Reproduce verbatim the lines of the material below, starting at the line with "let key = participant_id.to_string();" and ending at the line with "ceremony.ensure_open(now)?;", both inclusive; skip the rest.

STUDY MATERIAL Block Start

//! DKG rounds

use chrono::Utc;
use std::collections::{BTreeMap, BTreeSet};
use tecdsa_core::keygen::{
    vss, CeremonyInfo, DkgBundle, DkgContribution, DkgFailureReport, DkgSubmission,
    KeyShareConfirmation,
};
use tecdsa_core::{ethereum_address, CeremonyId, ParticipantId, Point};
use tracing::{info, instrument, warn};
use uuid::Uuid;

use super::Coordinator;
use crate::phase::Admission;
use crate::registry::ShareMetadata;
use crate::state::{admitted, late_submission, Ceremony, CeremonyView, SubmitOutcome};
use crate::{CeremonyError, Phase, Result};

impl Coordinator {
    /// Open a DKG ceremony for `target` (the configured default if `None`)
    ///
    /// A target that already has a key is re-dealt among its existing
    /// participants with its existing threshold, so the key stays the same.
    #[instrument(skip(self))]
    pub fn start_dkg(&self, target: Option<&str>) -> Result<CeremonyView> {
        let target = target.unwrap_or(&self.config.default_target).to_string();
        if target.is_empty() {
            return Err(CeremonyError::InvalidRequest("Empty target".into()));
        }

        let (participants, threshold) = match self.registry.share_metadata(&target) {
            Some(metadata) => (metadata.participants, metadata.threshold),
            None => {
                let devices = self.registry.devices();
                if devices.len() < self.config.total_signers {
                    return Err(CeremonyError::NotInitialized(format!(
                        "{} of {} devices enrolled",
                        devices.len(),
                        self.config.total_signers
                    )));
                }
                let participants = devices
                    .into_iter()
                    .take(self.config.total_signers)
                    .map(|d| (d.participant_id, d.share_index))
                    .collect();
                (participants, self.config.threshold)
            }
        };

        let mut channel_keys = BTreeMap::new();
        for participant_id in participants.keys() {
            let device = self.registry.device(participant_id).ok_or_else(|| {
                CeremonyError::NotInitialized(format!("{} is no longer enrolled", participant_id))
            })?;
            channel_keys.insert(participant_id.clone(), device.channel_key);
        }

        let _guard = self
            .registry
            .dkg_start_lock
            .lock()
            .map_err(|_| CeremonyError::Transient("DKG start lock poisoned".into()))?;
        let busy = self.registry.ceremonies.iter().any(|c| {
            c.info.target == target && c.phase == Phase::DkgCollecting
        });
        if busy {
            return Err(CeremonyError::InvalidRequest(format!(
                "A DKG for {} is already collecting",
                target
            )));
        }

        let info = CeremonyInfo {
            ceremony_id: Uuid::new_v4(),
            target,
            threshold,
            participants,
        };
        let mut ceremony = Ceremony::new(info, channel_keys, self.now());
        ceremony.phase = Phase::DkgCollecting;
        ceremony.deadline = self.deadline();

        info!(
            ceremony = %ceremony.info.ceremony_id,
            target_id = %ceremony.info.target,
            threshold = ceremony.info.threshold,
            participants = ceremony.info.participants.len(),
            "DKG ceremony started"
        );
        let view = ceremony.view();
        self.registry
            .ceremonies
            .insert(ceremony.info.ceremony_id, ceremony);
        Ok(view)
    }

    /// Accept one participant's commitments and sealed shares
    #[instrument(skip(self, submission))]
    pub fn submit_dkg(
        &self,
        ceremony_id: &CeremonyId,
        participant_id: &str,
        submission: DkgSubmission,
    ) -> Result<SubmitOutcome> {
        self.admit(participant_id)?;
        let now = self.now();
        let mut ceremony = self
            .registry
            .ceremonies
            .get_mut(ceremony_id)
            .ok_or(CeremonyError::CeremonyNotFound(*ceremony_id))?;

        if !ceremony.is_member(participant_id) {
            return Err(ceremony.non_member(participant_id));
        }
        if ceremony.phase == Phase::DkgComplete {
            let key = participant_id.to_string();
            return late_submission(
                &ceremony.submissions,
                &key,
                &submission,
                self.config.duplicate_policy,
                participant_id,
                ceremony.phase,
            );
        }
        ceremony.ensure_open(now)?;

        check_shape(&ceremony.info, &submission)?;

        let admission = ceremony.submissions.submit(
            participant_id.to_string(),
            submission,
            self.config.duplicate_policy,
        );
        if admission == Admission::Accepted && ceremony.submissions.is_complete() {
            self.close_dkg_round(&mut ceremony)?;
        }

        info!(
            participant = participant_id,
            progress = %ceremony.submissions.progress(),
            ?admission,
            "DKG submission"
        );
        admitted(admission, &ceremony.submissions, participant_id, ceremony.phase)
    }

    /// All n submissions are in: derive the group key and public shares
    fn close_dkg_round(&self, ceremony: &mut Ceremony) -> Result<()> {
        let group_key = {
            let all = ceremony.submissions.entries().values().map(|s| &s.commitments);
            match vss::group_public_key(all) {
                Ok(key) => Point(key),
                Err(e) => return Err(ceremony.fail(e.to_string())),
            }
        };

        if let Some(existing) = self.registry.share_metadata(&ceremony.info.target) {
            if existing.group_public_key != group_key {
                return Err(ceremony.fail(format!(
                    "Group key for {} changed from {}",
                    ceremony.info.target, existing.address
                )));
            }
        }

        let public_shares: BTreeMap<ParticipantId, Point> = ceremony
            .info
            .participants
            .iter()
            .map(|(id, index)| {
                let all = ceremony.submissions.entries().values().map(|s| &s.commitments);
                (id.clone(), Point(vss::public_share(all, *index)))
            })
            .collect();

        ceremony.group_public_key = Some(group_key);
        ceremony.public_shares = public_shares;
        ceremony.phase = Phase::DkgComplete;

        info!(
            ceremony = %ceremony.info.ceremony_id,
            address = %ethereum_address(&group_key.0),
            "DKG round complete"
        );
        Ok(())
    }

    /// Everything `recipient` needs to finish DKG
    pub fn dkg_bundle(&self, ceremony_id: &CeremonyId, recipient: &str) -> Result<DkgBundle> {
        self.admit(recipient)?;
        let ceremony = self
            .registry
            .ceremonies
            .get(ceremony_id)
            .ok_or(CeremonyError::CeremonyNotFound(*ceremony_id))?;

        if !ceremony.is_member(recipient) {
            return Err(ceremony.non_member(recipient));
        }
        match ceremony.phase {
            Phase::DkgComplete => {}
            Phase::Aborted => {
                return Err(CeremonyError::RoundClosed(
                    ceremony.abort_reason.clone().unwrap_or_default(),
                ))
            }
            _ => {
                return Err(CeremonyError::QuorumNotYetReached {
                    progress: ceremony.submissions.progress(),
                })
            }
        }

        let mut contributions = BTreeMap::new();
        for (sender, submission) in ceremony.submissions.entries() {
            let share = submission.shares.get(recipient).ok_or_else(|| {
                CeremonyError::InvalidRequest(format!("{} dealt no share to {}", sender, recipient))
            })?;
            contributions.insert(
                sender.clone(),
                DkgContribution {
                    commitments: submission.commitments.clone(),
                    share: share.clone(),
                },
            );
        }

        Ok(DkgBundle {
            info: ceremony.info.clone(),
            recipient: recipient.to_string(),
            contributions,
        })
    }

    /// A recipient confirms its shares verified; once all n confirm, the
    /// target's share metadata is recorded and signing may start
    #[instrument(skip(self, confirmation))]
    pub fn confirm_key_share(
        &self,
        ceremony_id: &CeremonyId,
        participant_id: &str,
        confirmation: KeyShareConfirmation,
    ) -> Result<SubmitOutcome> {
        self.admit(participant_id)?;
        let mut ceremony = self
            .registry
            .ceremonies
            .get_mut(ceremony_id)
            .ok_or(CeremonyError::CeremonyNotFound(*ceremony_id))?;

        if !ceremony.is_member(participant_id) {
            return Err(ceremony.non_member(participant_id));
        }
        match ceremony.phase {
            Phase::DkgComplete => {}
            Phase::Aborted => {
                return Err(CeremonyError::RoundClosed(
                    ceremony.abort_reason.clone().unwrap_or_default(),
                ))
            }
            _ => {
                return Err(CeremonyError::QuorumNotYetReached {
                    progress: ceremony.submissions.progress(),
                })
            }
        }

        if ceremony.group_public_key != Some(confirmation.group_public_key) {
            return Err(ceremony.fail(format!(
                "{} derived a different group key",
                participant_id
            )));
        }
        if ceremony.public_shares.get(participant_id) != Some(&confirmation.public_share) {
            return Err(ceremony.fail(format!(
                "Public share of {} does not match the commitments",
                participant_id
            )));
        }

        let policy = self.config.duplicate_policy;
        let admission =
            ceremony
                .confirmations
                .submit(participant_id.to_string(), confirmation, policy);
        if admission == Admission::Accepted && ceremony.confirmations.is_complete() {
            let group_public_key = confirmation_key(&ceremony)?;
            let metadata = ShareMetadata {
                target: ceremony.info.target.clone(),
                ceremony_id: ceremony.info.ceremony_id,
                group_public_key,
                address: ethereum_address(&group_public_key.0),
                threshold: ceremony.info.threshold,
                participants: ceremony.info.participants.clone(),
                updated_at: Utc::now(),
            };
            if let Err(e) = self.registry.record_metadata(metadata) {
                return Err(ceremony.fail(e.to_string()));
            }
            info!(ceremony = %ceremony_id, "All key shares confirmed");
        }

        admitted(admission, &ceremony.confirmations, participant_id, ceremony.phase)
    }

    /// A recipient rejected a sender's share; the ceremony cannot finish
    ///
    /// Only a recipient that has not confirmed may report, and only while
    /// confirmations are still outstanding.
    #[instrument(skip(self, report))]
    pub fn report_dkg_failure(
        &self,
        ceremony_id: &CeremonyId,
        reporter: &str,
        report: DkgFailureReport,
    ) -> Result<CeremonyView> {
        self.admit(reporter)?;
        let mut ceremony = self
            .registry
            .ceremonies
            .get_mut(ceremony_id)
            .ok_or(CeremonyError::CeremonyNotFound(*ceremony_id))?;

        if !ceremony.is_member(reporter) {
            return Err(ceremony.non_member(reporter));
        }
        if !ceremony.is_member(&report.accused) {
            return Err(CeremonyError::InvalidRequest(format!(
                "{} is not a participant",
                report.accused
            )));
        }
        match ceremony.phase {
            Phase::DkgComplete => {}
            Phase::Aborted => {
                return Err(CeremonyError::RoundClosed(
                    ceremony.abort_reason.clone().unwrap_or_default(),
                ))
            }
            _ => {
                return Err(CeremonyError::QuorumNotYetReached {
                    progress: ceremony.submissions.progress(),
                })
            }
        }
        if ceremony.confirmations.is_complete() {
            return Err(CeremonyError::RoundClosed(format!(
                "every key share of ceremony {} is confirmed",
                ceremony_id
            )));
        }
        if ceremony.confirmations.entries().contains_key(reporter) {
            return Err(CeremonyError::RoundClosed(format!(
                "{} already confirmed its key share",
                reporter
            )));
        }

        warn!(
            reporter,
            accused = %report.accused,
            reason = %report.reason,
            "DKG share rejected by recipient"
        );
        ceremony.abort(&format!(
            "{} rejected the share from {}: {}",
            reporter, report.accused, report.reason
        ));
        Ok(ceremony.view())
    }
}

fn confirmation_key(ceremony: &Ceremony) -> Result<Point> {
    ceremony
        .group_public_key
        .ok_or_else(|| CeremonyError::NotInitialized("Group key not derived".into()))
}

/// Commitments of length t and exactly one sealed share per participant
fn check_shape(info: &CeremonyInfo, submission: &DkgSubmission) -> Result<()> {
    if submission.commitments.len() != info.threshold {
        return Err(CeremonyError::InvalidRequest(format!(
            "Expected {} commitments, got {}",
            info.threshold,
            submission.commitments.len()
        )));
    }
    let recipients: BTreeSet<&ParticipantId> = submission.shares.keys().collect();
    let participants: BTreeSet<&ParticipantId> = info.participants.keys().collect();
    if recipients != participants {
        return Err(CeremonyError::InvalidRequest(
            "Shares must address every participant exactly once".into(),
        ));
    }
    Ok(())
}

STUDY MATERIAL Block End

• SOLUTION:
            let key = participant_id.to_string();
            return late_submission(
                &ceremony.submissions,
                &key,
                &submission,
                self.config.duplicate_policy,
                participant_id,
                ceremony.phase,
            );
        }
        ceremony.ensure_open(now)?;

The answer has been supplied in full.